FIFA estimates that more than 750
Million television viewers watched at least 60 seconds of action during the
2015 Women World Cup in Canada. The final between the US and Japan was the most
watched soccer match in US Television history with 25.4 Million tuning in. The
tournament also broke television viewing records in Canada, France, Japan,
Australia, Brazil, China, South Korea and Norway for Women Football.
Women Football is heavily reliant
on the spectacle of international tournaments to widen its popularity. The struggle
has been to sustain that interest and make it bleed into Women Club Football.

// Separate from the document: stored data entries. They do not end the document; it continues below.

//! Dotted path patterns
//!
//! A pattern is split on `.` and compared to a path segment by segment.
//! Each pattern segment is either a literal or `*`, which matches exactly
//! one path segment. A pattern consisting of a lone `*` is global and
//! matches every path. Specificity is the number of literal segments, so
//! `dashboards.main` (2) outranks `dashboards.*` (1), which outranks `*` (0).

use fleetsync_core::ConflictError;
use std::fmt;

#[derive(Debug, Clone, PartialEq, Eq)]
enum Segment {
    Literal(String),
    Wildcard,
}

#[derive(Debug, Clone, PartialEq, Eq)]
pub struct PathPattern {
    raw: String,
    segments: Vec<Segment>,
}

impl PathPattern {
    pub fn parse(pattern: &str) -> Result<Self, ConflictError> {
        let invalid = |reason: &str| ConflictError::InvalidPattern {
            pattern: pattern.to_string(),
            reason: reason.to_string(),
        };

        if pattern.is_empty() {
            return Err(invalid("pattern is empty"));
        }

        let segments = pattern
            .split('.')
            .map(|segment| match segment {
                "" => Err(invalid("empty segment")),
                "*" => Ok(Segment::Wildcard),
                literal if literal.contains('*') => {
                    Err(invalid("`*` must be a whole segment"))
                }
                literal => Ok(Segment::Literal(literal.to_string())),
            })
            .collect::<Result<Vec<_>, _>>()?;

        Ok(Self {
            raw: pattern.to_string(),
            segments,
        })
    }

    pub fn as_str(&self) -> &str {
        &self.raw
    }

    pub fn is_global(&self) -> bool {
        self.segments == [Segment::Wildcard]
    }

    /// Number of literal segments.
    pub fn specificity(&self) -> usize {
        self.segments
            .iter()
            .filter(|s| matches!(s, Segment::Literal(_)))
            .count()
    }

    /// Specificity of the match, or `None` when `path` does not match.
    pub fn match_path(&self, path: &str) -> Option<usize> {
        if self.is_global() {
            return Some(0);
        }

        let mut parts = path.split('.');
        for segment in &self.segments {
            let part = parts.next()?;
            if let Segment::Literal(literal) = segment {
                if literal != part {
                    return None;
                }
            }
        }
        match parts.next() {
            Some(_) => None,
            None => Some(self.specificity()),
        }
    }

    pub fn matches(&self, path: &str) -> bool {
        self.match_path(path).is_some()
    }
}

impl fmt::Display for PathPattern {
    fn fmt(&self, f: &mut fmt::Formatter<'_>) -> fmt::Result {
        f.write_str(&self.raw)
    }
}

impl std::str::FromStr for PathPattern {
    type Err = ConflictError;

    fn from_str(s: &str) -> Result<Self, Self::Err> {
        Self::parse(s)
    }
}


#[cfg(test)]
mod prop_tests {
    use super::*;
    use proptest::prelude::*;

    fn segment() -> impl Strategy<Value = String> {
        "[a-z]{1,6}"
    }

    proptest! {
        #![proptest_config(ProptestConfig::with_cases(200))]

        /// Property: every path matches itself as a pattern with full
        /// specificity, and replacing any segment by `*` still matches
        /// with one less.
        #[test]
        fn prop_wildcarding_lowers_specificity(
            segments in prop::collection::vec(segment(), 1..6),
            idx in any::<prop::sample::Index>(),
        ) {
            let path = segments.join(".");
            let exact = PathPattern::parse(&path).unwrap();
            prop_assert_eq!(exact.match_path(&path), Some(segments.len()));

            let mut wild = segments.clone();
            wild[idx.index(segments.len())] = "*".to_string();
            let pattern = PathPattern::parse(&wild.join(".")).unwrap();
            prop_assert_eq!(pattern.match_path(&path), Some(segments.len() - 1));
        }
    }
}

Women World Cup fall in the “in between” years, when there is no men’s World
Cup or European Championship, which makes it ripe for strong television viewing
and attendance figures.
In the US, soccer is more readily
accepted as women’s sport. The sport history is not shrouded in the same
patriarchal cultural baggage as it is in much of Europe. In recent years, other
nations have risen to challenge the US dominance such as Japan and Germany.

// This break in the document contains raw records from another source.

impl LivenessTracker {
    pub fn new(threshold: Duration) -> Self {
        Self {
            agents: DashMap::new(),
            threshold,
        }
    }

    pub fn from_config(config: &SyncConfig) -> Self {
        Self::new(config.liveness_threshold)
    }

    pub fn threshold(&self) -> Duration {
        self.threshold
    }

    /// Record a heartbeat and return the recomputed status.
    ///
    /// Heartbeats are last-write-wins on `last_seen`: an older heartbeat
    /// arriving after a newer one moves `last_seen` backwards.
    pub fn report_heartbeat(
        &self,
        agent_id: &AgentId,
        declared_status: LivenessStatus,
        observed_at: Timestamp,
    ) -> HeartbeatOutcome {
        self.apply(agent_id, declared_status, observed_at, None)
    }

    /// Ingest a full heartbeat, keeping its metrics.
    pub fn record(&self, heartbeat: Heartbeat) -> HeartbeatOutcome {
        self.apply(
            &heartbeat.agent_id,
            heartbeat.status,
            heartbeat.timestamp,
            heartbeat.metrics,
        )
    }

    fn apply(
        &self,
        agent_id: &AgentId,
        declared_status: LivenessStatus,
        observed_at: Timestamp,
        metrics: Option<serde_json::Value>,
    ) -> HeartbeatOutcome {
        let threshold = self.threshold;
        let outcome = match self.agents.entry(agent_id.clone()) {
            Entry::Occupied(mut entry) => {
                let previous = entry.get().computed_status(observed_at, threshold);
                let state = entry.get_mut();
                state.last_seen = observed_at;
                state.declared_status = declared_status;
                if declared_status != LivenessStatus::Error {
                    state.last_error = None;
                }
                if metrics.is_some() {
                    state.metrics = metrics;
                }
                HeartbeatOutcome {
                    status: state.computed_status(observed_at, threshold),
                    previous: Some(previous),
                }
            }
            Entry::Vacant(entry) => {
                let mut state = AgentLivenessState::new(agent_id.clone(), observed_at, declared_status);
                state.metrics = metrics;
                let status = state.computed_status(observed_at, threshold);
                entry.insert(state);
                HeartbeatOutcome {
                    status,
                    previous: None,
                }
            }
        };

        if outcome.changed() {
            tracing::info!(
                agent_id = %agent_id,
                status = %outcome.status,
                previous = ?outcome.previous,
                "Agent status changed"
            );
        } else {
            tracing::trace!(agent_id = %agent_id, "Heartbeat recorded");
        }
        outcome
    }

    /// Register an agent without a heartbeat. Existing agents are untouched.
    pub fn register(&self, agent_id: &AgentId, at: Timestamp) -> bool {
        match self.agents.entry(agent_id.clone()) {
            Entry::Occupied(_) => false,
            Entry::Vacant(entry) => {
                entry.insert(AgentLivenessState::new(
                    agent_id.clone(),
                    at,
                    LivenessStatus::Online,
                ));
                tracing::debug!(agent_id = %agent_id, "Agent registered");
                true
            }
        }
    }

    /// Record an explicit error reported by (or about) an agent.
    ///
    /// The error sticks until the agent heartbeats with a non-error status.
    /// An unknown agent is registered by its first error report.
    pub fn report_error(
        &self,
        agent_id: &AgentId,
        message: impl Into<String>,
        at: Timestamp,
    ) -> HeartbeatOutcome {
        let message = message.into();
        let threshold = self.threshold;
        let outcome = match self.agents.entry(agent_id.clone()) {
            Entry::Occupied(mut entry) => {
                let previous = entry.get().computed_status(at, threshold);
                let state = entry.get_mut();
                state.declared_status = LivenessStatus::Error;
                state.last_error = Some(message.clone());
                HeartbeatOutcome {
                    status: LivenessStatus::Error,
                    previous: Some(previous),
                }
            }
            Entry::Vacant(entry) => {
                let mut state =
                    AgentLivenessState::new(agent_id.clone(), at, LivenessStatus::Error);
                state.last_error = Some(message.clone());
                entry.insert(state);
                HeartbeatOutcome {
                    status: LivenessStatus::Error,
                    previous: None,
                }
            }
        };
        tracing::warn!(agent_id = %agent_id, error = %message, "Agent reported error");
        outcome
    }

    /// Current status of an agent.
    pub fn status_of(&self, agent_id: &AgentId) -> Result<LivenessStatus, AgentError> {
        self.status_at(agent_id, chrono::Utc::now())
    }

    /// Status of an agent as of `now`.
    pub fn status_at(
        &self,
        agent_id: &AgentId,
        now: Timestamp,
    ) -> Result<LivenessStatus, AgentError> {
        self.agents
            .get(agent_id)
            .map(|state| state.computed_status(now, self.threshold))
            .ok_or_else(|| AgentError::NotFound {
                agent_id: agent_id.clone(),
            })
    }

    /// Full view of one agent as of `now`.
    pub fn view_at(&self, agent_id: &AgentId, now: Timestamp) -> Result<AgentStatusView, AgentError> {
        self.agents
            .get(agent_id)
            .map(|state| self.view_of(&state, now))
            .ok_or_else(|| AgentError::NotFound {
                agent_id: agent_id.clone(),
            })
    }

    /// Views of every agent as of `now`, sorted by agent id.
    pub fn snapshot_at(&self, now: Timestamp) -> Vec<AgentStatusView> {
        let mut views: Vec<AgentStatusView> = self
            .agents
            .iter()
            .map(|entry| self.view_of(entry.value(), now))
            .collect();
        views.sort_by(|a, b| a.agent_id.cmp(&b.agent_id));
        views
    }

    fn view_of(&self, state: &AgentLivenessState, now: Timestamp) -> AgentStatusView {
        AgentStatusView {
            agent_id: state.agent_id.clone(),
            status: state.computed_status(now, self.threshold),
            last_seen: state.last_seen,
            declared_status: state.declared_status,
            last_error: state.last_error.clone(),
            metrics: state.metrics.clone(),
        }
    }

    /// Liveness counts across the fleet as of `now`.
    pub fn summary_at(&self, now: Timestamp, pending_sync: bool) -> LivenessSummary {
        let statuses: Vec<LivenessStatus> = self
            .agents
            .iter()
            .map(|entry| entry.value().computed_status(now, self.threshold))
            .collect();
        aggregate(statuses, pending_sync)
    }

    /// Remove agents whose last heartbeat is older than `retention`.
    ///
    /// Returns the ids that were removed.
    pub fn age_out(&self, retention: Duration, now: Timestamp) -> Vec<AgentId> {
        let mut removed = Vec::new();
        self.agents.retain(|agent_id, state| {
            let expired = matches!(
                now.signed_duration_since(state.last_seen).to_std(),
                Ok(age) if age > retention
            );
            if expired {
                removed.push(agent_id.clone());
            }
            !expired
        });
        if !removed.is_empty() {
            tracing::info!(count = removed.len(), "Aged out silent agents");
        }
        removed
    }

    pub fn len(&self) -> usize {
        self.agents.len()
    }

    pub fn is_empty(&self) -> bool {
        self.agents.is_empty()
    }
}

impl Default for LivenessTracker {
    fn default() -> Self {
        Self::from_config(&SyncConfig::default())
    }
}
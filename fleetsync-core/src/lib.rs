//! fleetsync Core - Shared Types
//!
//! Pure data structures shared by the coordination crates: identifiers,
//! the error taxonomy, configuration, and health classification.
//! This crate contains no coordination logic.

mod config;
mod enums;
mod error;
mod health;
mod identity;

pub use config::{
    SyncConfig, DEFAULT_COMMAND_TIMEOUT_MS, DEFAULT_CONFLICT_LOG_CAPACITY,
    DEFAULT_LIVENESS_THRESHOLD_MS,
};
pub use enums::{CommandState, ConflictType, EnumParseError, LivenessStatus, Resolution};
pub use error::{
    AgentError, BroadcastError, ConfigError, ConflictError, DispatchError, FleetError,
    FleetResult, StorageError,
};
pub use health::{
    classify_fleet_health, AlertSeverity, FleetHealth, CRITICAL_ONLINE_FRACTION,
    WARNING_ONLINE_FRACTION,
};
pub use identity::{
    compute_checksum, duration_millis, AgentId, CommandId, ConflictId, SubscriberId, Timestamp,
};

Lately, teams such as France and England have developed pleasingly while the
Brazilian national side is no longer just 10 girls and Marta. The international
picture is panning out to be more competitive, which will only serve to
generate more interest.
One must be careful not to compare
women’s football with top level men’s football. Women’s Football is played in a
different style, for a start. But the concept of women’s football is still in
its infancy. In England, women were banned from organizing themselves
professionally in football until the 1970s. Women Football is bridging a gap of
around 100 years of development compared to the men’s game. The tectonic plates
of the domestic game in women’s football continue to collide. With the
suffocating coverage of men’s football and the rolling soap opera of La Liga,
the Premier League and the Champions League the women leagues struggle to be
noticed.
India women national side holds a
higher FIFA ranking than their male counterparts. It remains a mystery that such
a populous country with a consuming passion for football continues to have such
an uninspiring participative legacy. The Indian Super League was founded in
2013 with the ultimate aim of creating a flourishing domestic football scene. The
women’s game in this sprawling nation requires a similar notion to put itself on
the emerging map of women’s football.